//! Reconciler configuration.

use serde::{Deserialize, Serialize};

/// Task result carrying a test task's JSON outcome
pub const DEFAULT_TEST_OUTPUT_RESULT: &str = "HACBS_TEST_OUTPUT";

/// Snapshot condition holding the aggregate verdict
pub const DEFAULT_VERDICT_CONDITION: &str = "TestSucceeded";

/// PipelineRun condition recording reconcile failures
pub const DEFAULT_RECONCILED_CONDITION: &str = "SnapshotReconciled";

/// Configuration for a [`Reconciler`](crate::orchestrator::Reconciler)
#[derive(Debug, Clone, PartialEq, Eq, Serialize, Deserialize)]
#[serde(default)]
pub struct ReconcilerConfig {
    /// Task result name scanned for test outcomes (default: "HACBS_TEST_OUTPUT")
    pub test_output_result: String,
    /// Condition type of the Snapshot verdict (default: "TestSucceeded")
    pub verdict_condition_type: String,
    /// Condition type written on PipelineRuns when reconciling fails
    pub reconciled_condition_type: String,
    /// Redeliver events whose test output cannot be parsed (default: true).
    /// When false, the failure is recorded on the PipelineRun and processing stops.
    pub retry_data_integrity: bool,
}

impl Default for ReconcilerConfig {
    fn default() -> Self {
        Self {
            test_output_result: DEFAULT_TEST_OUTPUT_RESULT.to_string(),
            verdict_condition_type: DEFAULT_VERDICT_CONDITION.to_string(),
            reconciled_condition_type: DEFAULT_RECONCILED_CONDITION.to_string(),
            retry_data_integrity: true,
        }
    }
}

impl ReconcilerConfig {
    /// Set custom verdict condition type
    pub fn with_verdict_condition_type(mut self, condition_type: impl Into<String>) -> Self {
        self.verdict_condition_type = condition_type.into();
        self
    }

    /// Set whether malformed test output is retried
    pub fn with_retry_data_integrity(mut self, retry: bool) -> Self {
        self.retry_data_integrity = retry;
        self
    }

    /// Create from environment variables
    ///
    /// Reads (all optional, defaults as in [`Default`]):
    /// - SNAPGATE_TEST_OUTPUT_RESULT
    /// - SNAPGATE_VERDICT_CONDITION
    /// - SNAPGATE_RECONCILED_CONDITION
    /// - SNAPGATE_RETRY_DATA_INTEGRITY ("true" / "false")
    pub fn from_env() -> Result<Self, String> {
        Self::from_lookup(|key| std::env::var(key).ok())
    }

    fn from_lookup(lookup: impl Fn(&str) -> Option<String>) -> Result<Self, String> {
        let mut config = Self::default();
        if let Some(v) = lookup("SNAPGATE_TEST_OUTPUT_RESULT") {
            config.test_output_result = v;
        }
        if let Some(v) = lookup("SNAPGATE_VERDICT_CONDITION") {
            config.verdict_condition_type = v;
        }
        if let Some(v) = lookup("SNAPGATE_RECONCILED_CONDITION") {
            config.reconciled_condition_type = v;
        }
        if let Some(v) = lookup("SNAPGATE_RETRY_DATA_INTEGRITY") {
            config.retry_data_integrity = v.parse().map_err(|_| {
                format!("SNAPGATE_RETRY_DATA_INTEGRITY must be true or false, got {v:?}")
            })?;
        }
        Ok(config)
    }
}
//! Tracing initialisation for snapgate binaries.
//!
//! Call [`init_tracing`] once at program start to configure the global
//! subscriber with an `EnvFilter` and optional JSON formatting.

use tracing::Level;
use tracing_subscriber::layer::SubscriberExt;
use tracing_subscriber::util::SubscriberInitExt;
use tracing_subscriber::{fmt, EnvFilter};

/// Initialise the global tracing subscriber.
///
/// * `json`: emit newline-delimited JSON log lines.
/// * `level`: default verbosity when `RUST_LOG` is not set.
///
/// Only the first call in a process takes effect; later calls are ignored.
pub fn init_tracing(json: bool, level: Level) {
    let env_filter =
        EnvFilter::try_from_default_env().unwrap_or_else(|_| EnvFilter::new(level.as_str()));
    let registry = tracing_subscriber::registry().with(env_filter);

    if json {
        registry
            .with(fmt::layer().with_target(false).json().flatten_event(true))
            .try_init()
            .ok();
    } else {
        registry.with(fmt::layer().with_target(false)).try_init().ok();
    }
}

================================

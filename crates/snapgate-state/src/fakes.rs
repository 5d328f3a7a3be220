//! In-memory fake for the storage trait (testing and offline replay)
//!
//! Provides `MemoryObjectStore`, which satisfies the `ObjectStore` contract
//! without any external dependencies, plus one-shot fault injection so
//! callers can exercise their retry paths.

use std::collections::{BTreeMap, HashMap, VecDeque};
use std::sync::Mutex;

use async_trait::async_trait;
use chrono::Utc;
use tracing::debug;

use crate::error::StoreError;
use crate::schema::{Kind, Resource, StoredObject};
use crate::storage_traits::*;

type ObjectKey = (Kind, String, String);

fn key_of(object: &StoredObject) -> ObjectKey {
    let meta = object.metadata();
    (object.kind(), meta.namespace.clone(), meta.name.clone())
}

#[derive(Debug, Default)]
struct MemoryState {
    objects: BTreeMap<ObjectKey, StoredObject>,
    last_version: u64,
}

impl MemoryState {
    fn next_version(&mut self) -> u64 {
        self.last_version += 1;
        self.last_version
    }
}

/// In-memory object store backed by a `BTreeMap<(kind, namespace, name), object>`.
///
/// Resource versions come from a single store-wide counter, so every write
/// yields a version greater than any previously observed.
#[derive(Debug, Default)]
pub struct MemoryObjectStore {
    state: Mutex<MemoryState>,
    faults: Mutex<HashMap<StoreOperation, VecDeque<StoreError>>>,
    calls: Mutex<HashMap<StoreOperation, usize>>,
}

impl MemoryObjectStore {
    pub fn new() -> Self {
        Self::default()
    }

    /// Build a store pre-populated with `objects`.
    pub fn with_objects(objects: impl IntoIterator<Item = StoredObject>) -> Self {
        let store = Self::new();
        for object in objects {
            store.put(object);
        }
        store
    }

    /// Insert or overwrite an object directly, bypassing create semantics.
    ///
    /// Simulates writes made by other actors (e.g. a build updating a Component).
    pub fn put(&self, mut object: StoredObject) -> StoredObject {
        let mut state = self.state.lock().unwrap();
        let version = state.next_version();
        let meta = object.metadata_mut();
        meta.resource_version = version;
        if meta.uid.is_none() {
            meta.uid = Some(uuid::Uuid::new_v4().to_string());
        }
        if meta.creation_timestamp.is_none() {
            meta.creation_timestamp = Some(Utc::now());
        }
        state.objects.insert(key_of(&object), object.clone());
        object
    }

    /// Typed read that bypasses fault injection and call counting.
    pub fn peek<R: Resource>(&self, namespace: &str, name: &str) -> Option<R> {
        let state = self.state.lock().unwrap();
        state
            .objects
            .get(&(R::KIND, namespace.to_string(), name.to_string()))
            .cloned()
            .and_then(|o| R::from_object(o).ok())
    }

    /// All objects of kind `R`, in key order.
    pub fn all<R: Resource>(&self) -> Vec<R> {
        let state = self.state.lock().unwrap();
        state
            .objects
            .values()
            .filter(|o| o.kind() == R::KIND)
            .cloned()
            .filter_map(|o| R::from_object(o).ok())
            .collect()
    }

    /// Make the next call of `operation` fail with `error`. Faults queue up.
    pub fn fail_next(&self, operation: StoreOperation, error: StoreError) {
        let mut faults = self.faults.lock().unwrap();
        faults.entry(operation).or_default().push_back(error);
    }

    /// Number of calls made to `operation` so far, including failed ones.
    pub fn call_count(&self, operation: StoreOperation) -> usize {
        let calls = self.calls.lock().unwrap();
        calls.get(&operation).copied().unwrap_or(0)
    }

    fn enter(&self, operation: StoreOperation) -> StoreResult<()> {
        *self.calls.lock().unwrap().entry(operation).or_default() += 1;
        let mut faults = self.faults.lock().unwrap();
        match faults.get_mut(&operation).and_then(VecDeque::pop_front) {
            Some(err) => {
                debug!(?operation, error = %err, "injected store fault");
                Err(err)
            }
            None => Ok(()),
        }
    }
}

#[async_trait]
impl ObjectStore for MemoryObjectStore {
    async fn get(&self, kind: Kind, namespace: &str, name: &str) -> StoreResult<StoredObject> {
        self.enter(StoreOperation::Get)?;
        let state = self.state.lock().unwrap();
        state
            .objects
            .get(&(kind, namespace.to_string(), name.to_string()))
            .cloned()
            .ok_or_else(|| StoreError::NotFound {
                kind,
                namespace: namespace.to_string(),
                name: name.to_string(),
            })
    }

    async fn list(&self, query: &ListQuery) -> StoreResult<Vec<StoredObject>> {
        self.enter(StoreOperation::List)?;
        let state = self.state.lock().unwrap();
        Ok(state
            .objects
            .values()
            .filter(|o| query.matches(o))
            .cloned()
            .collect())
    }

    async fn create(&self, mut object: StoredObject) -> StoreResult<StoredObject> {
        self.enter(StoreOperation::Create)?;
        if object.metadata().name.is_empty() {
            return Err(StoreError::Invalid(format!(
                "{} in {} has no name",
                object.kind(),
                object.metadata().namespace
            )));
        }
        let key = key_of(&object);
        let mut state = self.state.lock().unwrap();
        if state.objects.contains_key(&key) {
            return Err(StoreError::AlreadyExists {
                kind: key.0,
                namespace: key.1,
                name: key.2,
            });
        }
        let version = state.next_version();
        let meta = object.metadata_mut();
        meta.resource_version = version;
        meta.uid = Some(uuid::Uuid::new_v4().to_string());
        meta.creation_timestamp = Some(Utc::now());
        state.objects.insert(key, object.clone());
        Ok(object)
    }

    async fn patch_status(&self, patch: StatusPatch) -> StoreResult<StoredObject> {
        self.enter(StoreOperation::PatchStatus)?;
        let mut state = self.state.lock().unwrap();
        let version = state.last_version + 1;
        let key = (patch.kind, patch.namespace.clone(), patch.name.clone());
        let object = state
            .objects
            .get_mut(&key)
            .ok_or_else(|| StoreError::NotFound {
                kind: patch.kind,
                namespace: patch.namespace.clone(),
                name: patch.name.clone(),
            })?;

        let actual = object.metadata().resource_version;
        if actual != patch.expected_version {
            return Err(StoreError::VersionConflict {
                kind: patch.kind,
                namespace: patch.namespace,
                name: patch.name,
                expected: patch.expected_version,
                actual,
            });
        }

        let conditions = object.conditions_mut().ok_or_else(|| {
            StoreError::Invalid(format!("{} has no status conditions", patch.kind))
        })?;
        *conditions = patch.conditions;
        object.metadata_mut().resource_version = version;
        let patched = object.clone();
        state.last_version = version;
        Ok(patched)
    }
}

================================

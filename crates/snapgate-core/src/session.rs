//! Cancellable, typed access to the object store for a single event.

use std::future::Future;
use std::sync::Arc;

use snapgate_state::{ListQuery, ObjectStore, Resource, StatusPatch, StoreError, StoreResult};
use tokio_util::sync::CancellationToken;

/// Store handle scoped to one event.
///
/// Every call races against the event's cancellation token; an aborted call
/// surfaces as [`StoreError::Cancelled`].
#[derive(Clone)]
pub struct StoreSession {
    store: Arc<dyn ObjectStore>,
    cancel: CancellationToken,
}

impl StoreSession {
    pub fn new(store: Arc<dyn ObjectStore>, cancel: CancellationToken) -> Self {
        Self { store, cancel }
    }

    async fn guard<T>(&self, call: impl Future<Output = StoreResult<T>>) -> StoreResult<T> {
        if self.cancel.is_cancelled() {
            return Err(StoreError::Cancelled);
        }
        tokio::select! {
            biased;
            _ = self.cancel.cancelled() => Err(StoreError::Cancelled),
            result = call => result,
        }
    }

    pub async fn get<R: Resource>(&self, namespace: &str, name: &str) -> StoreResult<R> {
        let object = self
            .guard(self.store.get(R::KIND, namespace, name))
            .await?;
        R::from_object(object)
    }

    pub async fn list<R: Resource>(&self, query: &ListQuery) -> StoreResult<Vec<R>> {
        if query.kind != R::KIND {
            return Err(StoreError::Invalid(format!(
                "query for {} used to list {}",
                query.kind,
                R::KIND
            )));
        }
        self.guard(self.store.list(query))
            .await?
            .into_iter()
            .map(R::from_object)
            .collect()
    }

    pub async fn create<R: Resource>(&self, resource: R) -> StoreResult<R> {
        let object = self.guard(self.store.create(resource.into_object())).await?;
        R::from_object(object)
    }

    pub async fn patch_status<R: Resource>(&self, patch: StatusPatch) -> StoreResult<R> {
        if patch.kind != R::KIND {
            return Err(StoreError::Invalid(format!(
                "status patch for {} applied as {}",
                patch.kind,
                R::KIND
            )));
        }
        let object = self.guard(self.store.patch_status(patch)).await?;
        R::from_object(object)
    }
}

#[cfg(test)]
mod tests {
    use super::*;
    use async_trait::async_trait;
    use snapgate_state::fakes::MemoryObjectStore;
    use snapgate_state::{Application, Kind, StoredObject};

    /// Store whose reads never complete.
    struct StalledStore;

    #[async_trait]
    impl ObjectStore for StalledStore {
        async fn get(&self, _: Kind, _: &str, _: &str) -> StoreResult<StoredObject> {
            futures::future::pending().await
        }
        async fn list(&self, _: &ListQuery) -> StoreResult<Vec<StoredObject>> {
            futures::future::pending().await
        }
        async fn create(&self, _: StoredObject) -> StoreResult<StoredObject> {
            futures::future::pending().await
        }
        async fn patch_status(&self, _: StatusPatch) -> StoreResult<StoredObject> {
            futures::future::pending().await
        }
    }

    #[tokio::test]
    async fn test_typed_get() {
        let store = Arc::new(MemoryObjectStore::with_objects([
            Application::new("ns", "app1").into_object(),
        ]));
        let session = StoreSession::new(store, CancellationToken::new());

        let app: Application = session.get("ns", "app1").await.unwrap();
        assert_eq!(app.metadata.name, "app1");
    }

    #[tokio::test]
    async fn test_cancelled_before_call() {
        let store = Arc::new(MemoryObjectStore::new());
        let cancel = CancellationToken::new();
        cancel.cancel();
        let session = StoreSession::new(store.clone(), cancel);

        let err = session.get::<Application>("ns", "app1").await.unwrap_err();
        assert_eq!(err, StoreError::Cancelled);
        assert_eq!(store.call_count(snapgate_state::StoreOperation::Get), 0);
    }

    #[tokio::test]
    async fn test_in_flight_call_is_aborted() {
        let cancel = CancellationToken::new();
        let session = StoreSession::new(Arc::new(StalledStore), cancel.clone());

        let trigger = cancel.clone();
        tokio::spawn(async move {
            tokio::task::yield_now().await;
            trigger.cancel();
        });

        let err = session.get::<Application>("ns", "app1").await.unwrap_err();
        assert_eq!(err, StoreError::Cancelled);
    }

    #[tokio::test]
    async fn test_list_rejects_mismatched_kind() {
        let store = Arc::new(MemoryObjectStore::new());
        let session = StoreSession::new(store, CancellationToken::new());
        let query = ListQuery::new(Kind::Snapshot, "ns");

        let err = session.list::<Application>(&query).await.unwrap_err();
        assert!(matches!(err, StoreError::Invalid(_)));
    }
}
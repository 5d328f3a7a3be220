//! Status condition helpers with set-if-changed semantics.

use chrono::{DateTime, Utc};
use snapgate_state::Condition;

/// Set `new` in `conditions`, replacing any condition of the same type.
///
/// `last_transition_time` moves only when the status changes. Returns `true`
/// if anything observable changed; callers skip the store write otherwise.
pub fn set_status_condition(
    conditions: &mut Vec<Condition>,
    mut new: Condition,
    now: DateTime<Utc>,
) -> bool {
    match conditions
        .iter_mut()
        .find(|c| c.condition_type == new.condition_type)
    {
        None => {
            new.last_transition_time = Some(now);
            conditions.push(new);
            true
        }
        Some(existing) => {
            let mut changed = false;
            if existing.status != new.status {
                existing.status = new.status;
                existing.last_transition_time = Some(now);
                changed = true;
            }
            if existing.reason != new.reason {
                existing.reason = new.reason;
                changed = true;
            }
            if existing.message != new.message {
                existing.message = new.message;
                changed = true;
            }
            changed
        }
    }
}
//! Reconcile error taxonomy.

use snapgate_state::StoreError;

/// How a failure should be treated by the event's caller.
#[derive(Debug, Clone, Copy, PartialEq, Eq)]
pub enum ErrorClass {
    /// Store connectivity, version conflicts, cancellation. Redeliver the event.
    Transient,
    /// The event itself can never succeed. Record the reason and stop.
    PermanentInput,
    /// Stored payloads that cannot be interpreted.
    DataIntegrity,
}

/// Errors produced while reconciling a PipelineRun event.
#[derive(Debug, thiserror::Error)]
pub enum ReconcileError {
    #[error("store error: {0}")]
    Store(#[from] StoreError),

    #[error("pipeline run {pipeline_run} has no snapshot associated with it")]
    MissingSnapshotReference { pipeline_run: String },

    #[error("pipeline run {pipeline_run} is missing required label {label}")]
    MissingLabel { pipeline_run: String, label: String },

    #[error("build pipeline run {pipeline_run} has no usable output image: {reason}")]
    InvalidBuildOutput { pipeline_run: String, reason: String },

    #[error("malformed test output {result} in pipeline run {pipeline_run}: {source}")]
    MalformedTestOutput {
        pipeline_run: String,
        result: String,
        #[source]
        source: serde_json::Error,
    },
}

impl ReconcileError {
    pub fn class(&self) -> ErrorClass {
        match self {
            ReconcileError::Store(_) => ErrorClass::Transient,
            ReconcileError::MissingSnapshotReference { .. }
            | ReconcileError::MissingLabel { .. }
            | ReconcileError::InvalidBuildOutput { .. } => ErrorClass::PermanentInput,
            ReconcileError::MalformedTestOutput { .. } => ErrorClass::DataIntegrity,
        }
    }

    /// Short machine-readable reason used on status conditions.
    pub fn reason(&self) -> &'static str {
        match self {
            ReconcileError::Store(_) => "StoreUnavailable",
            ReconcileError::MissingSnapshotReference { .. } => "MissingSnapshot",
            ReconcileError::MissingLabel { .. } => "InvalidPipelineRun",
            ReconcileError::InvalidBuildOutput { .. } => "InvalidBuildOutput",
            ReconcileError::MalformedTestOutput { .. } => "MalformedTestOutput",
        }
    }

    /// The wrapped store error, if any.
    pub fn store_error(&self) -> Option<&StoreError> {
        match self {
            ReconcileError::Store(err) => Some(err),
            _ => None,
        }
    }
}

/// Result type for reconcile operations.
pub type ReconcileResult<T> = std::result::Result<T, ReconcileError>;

================================

→ **HOW TO COMPLETE THIS TASK**: For every line of the records that has the word "filename" in it, make a copy.

→ **SOLUTION TO THE EXERCISE**:
filename crates/snapgate-state/src/fakes.rs
filename crates/snapgate-core/src/session.rs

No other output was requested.